Container restarts (uvicorn shutdown / 'docker compose up -d') were
silently classifying running burn-ins as 'failed' with empty
error_text. Two reasons converged:
1. _stage_surface_validate_ssh caught asyncio.CancelledError at the
stage level and returned False, *swallowing* the cancel signal.
2. _run_job's outer CancelledError handler then never fired, so
was_cancelled stayed False and the job got marked 'failed' (the
"burn-in itself failed" classification) instead of 'unknown'
(the honest "we don't know whether it would have passed").
Fix:
- Stage now does best-effort kill of remote badblocks (shielded so
loop shutdown doesn't interrupt the kill), appends an [ABORTED]

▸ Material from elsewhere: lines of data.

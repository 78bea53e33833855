use std::cell::RefCell;
use std::fmt::Display;
use std::path::{Path, PathBuf};
use std::process;
use std::rc::Rc;

use clap::{Parser, Subcommand};
use env_logger::Env;

use kplay::chord::Pitch;
use kplay::midi::{MidiParser, MidiSource, SmfParser};
use kplay::playback::{
    ErrorRaised, IntervalTimer, LoggingSynth, ManualClock, RecordingSynth, SystemClock, TimeUpdate, Transport,
};
use kplay::sync::{format_time, ChordView, Controls, ControlsView, KeyboardView, LyricView};
use kplay::{PlayerConfig, Session, SongData, Views};

#[derive(Parser)]
#[command(name = "kplay", about = "Headless karaoke player")]
#[command(version)]
struct Cli {
    #[command(subcommand)]
    command: Command,
}

#[derive(Subcommand)]
enum Command {
    /// Play a song in real time, printing lyrics, chords and keys as they change
    Play {
        /// Path to a .mid file
        file: PathBuf,

        /// Lyrics and chords: a .json song file or timestamped lyric text
        #[arg(long)]
        song: Option<PathBuf>,

        /// Player configuration (YAML)
        #[arg(long)]
        config: Option<PathBuf>,

        /// Playback rate, 0.5 to 2.0
        #[arg(long)]
        rate: Option<f64>,

        /// Start position in seconds
        #[arg(long)]
        start: Option<f64>,
    },

    /// Print the parsed MIDI file as JSON
    Inspect {
        /// Path to a .mid file
        file: PathBuf,
    },

    /// Print the note triggers that playback would schedule, as JSON
    Schedule {
        /// Path to a .mid file
        file: PathBuf,

        /// Playback rate, 0.5 to 2.0
        #[arg(long, default_value_t = 1.0)]
        rate: f64,

        /// Start position in seconds
        #[arg(long, default_value_t = 0.0)]
        start: f64,
    },
}

fn main() {
    env_logger::Builder::from_env(Env::default().default_filter_or("info")).init();
    let cli = Cli::parse();

    match cli.command {
        Command::Play {
            file,
            song,
            config,
            rate,
            start,
        } => play(&file, song.as_deref(), config.as_deref(), rate, start),
        Command::Inspect { file } => inspect(&file),
        Command::Schedule { file, rate, start } => schedule(&file, rate, start),
    }
}

fn play(file: &Path, song: Option<&Path>, config: Option<&Path>, rate: Option<f64>, start: Option<f64>) {
    let mut config = match config {
        Some(path) => or_exit("Configuration error", PlayerConfig::load(path)),
        None => PlayerConfig::default(),
    };
    if let Some(rate) = rate {
        config.playback_rate = rate;
    }
    let song = match song {
        Some(path) => or_exit("Song data error", SongData::load(path, config.time_unit)),
        None => SongData::default(),
    };

    let views = Views {
        lyrics: Box::new(ConsoleLyrics),
        chords: Box::new(ConsoleChords),
        keyboard: Some(Box::new(ConsoleKeys)),
        controls: Box::new(ConsoleControls),
    };
    let session = or_exit(
        "Setup error",
        Session::new(
            config,
            Rc::new(SystemClock::new()),
            Rc::new(IntervalTimer::new()),
            Box::new(LoggingSynth),
            views,
        ),
    );
    let transport = session.transport();

    let midi = or_exit("Load error", session.load_song(file, song));
    println!(
        "Playing {} ({} tracks, {})",
        file.display(),
        midi.tracks().len(),
        format_time(midi.duration())
    );

    let shown = Rc::new(RefCell::new(String::new()));
    transport.add_event_listener::<TimeUpdate>(move |e| {
        let clock = format!("{} / {}", format_time(e.current_time), format_time(e.duration));
        if *shown.borrow() != clock {
            println!("  {}", clock);
            *shown.borrow_mut() = clock;
        }
    });
    transport.add_event_listener::<ErrorRaised>(|e| eprintln!("Playback error: {}", e.message));

    if let Some(start) = start {
        or_exit("Seek error", transport.seek(start));
    }
    transport.play();
    session.run();
}

fn inspect(file: &Path) {
    let bytes = or_exit("Load error", MidiSource::from(file).read());
    let midi = or_exit("Parse error", SmfParser.parse(&bytes));
    match serde_json::to_string_pretty(&midi) {
        Ok(json) => println!("{}", json),
        Err(e) => {
            eprintln!("Serialization error: {}", e);
            process::exit(1);
        }
    }
}

fn schedule(file: &Path, rate: f64, start: f64) {
    let synth = RecordingSynth::new();
    let transport = Transport::new(
        Rc::new(ManualClock::new()),
        Rc::new(IntervalTimer::new()),
        Box::new(synth.clone()),
    );
    or_exit("Load error", transport.load_midi(file));
    or_exit("Rate error", transport.set_playback_rate(rate));
    or_exit("Seek error", transport.seek(start));
    transport.play();

    match serde_json::to_string_pretty(&synth.pending()) {
        Ok(json) => println!("{}", json),
        Err(e) => {
            eprintln!("Serialization error: {}", e);
            process::exit(1);
        }
    }
}

fn or_exit<T, E: Display>(context: &str, result: Result<T, E>) -> T {
    result.unwrap_or_else(|e| {
        eprintln!("{}: {}", context, e);
        process::exit(1);
    })
}

struct ConsoleLyrics;

impl LyricView for ConsoleLyrics {
    fn highlight_line(&mut self, _index: Option<usize>, text: Option<&str>) {
        if let Some(text) = text {
            println!("♪ {}", text);
        }
    }
}

struct ConsoleChords;

impl ChordView for ConsoleChords {
    fn show_chord(&mut self, _index: Option<usize>, name: Option<&str>) {
        if let Some(name) = name {
            println!("[{}]", name);
        }
    }
}

struct ConsoleKeys;

impl KeyboardView for ConsoleKeys {
    fn highlight_keys(&mut self, keys: &[Pitch]) {
        if !keys.is_empty() {
            let names: Vec<String> = keys.iter().map(|k| k.to_string()).collect();
            println!("  keys: {}", names.join(" "));
        }
    }
}

struct ConsoleControls;

impl ControlsView for ConsoleControls {
    fn set_controls(&mut self, controls: Controls) {
        log::debug!(
            "Controls: play={} pause={} stop={}",
            controls.play_enabled,
            controls.pause_enabled,
            controls.stop_enabled
        );
    }
}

marker to the log, and re-raises CancelledError. _execute_stages
doesn't catch it (CancelledError is BaseException, not Exception
in 3.8+) so it propagates up to _run_job.
- _run_job's existing CancelledError handler now also reconciles
any stage rows still recorded as 'running' by setting them to
'unknown' with a clear error_text: "Task cancelled mid-run —
likely container restart or shutdown". The job's error_text gets
the same message so the drawer's Reason block has something
specific to display, instead of falling back to the heuristic.
Future container restarts on running burn-ins will now show as
yellow "UNKNOWN" with the explicit cancel reason, matching the
existing behaviour of check_stuck_jobs() for stuck timeouts.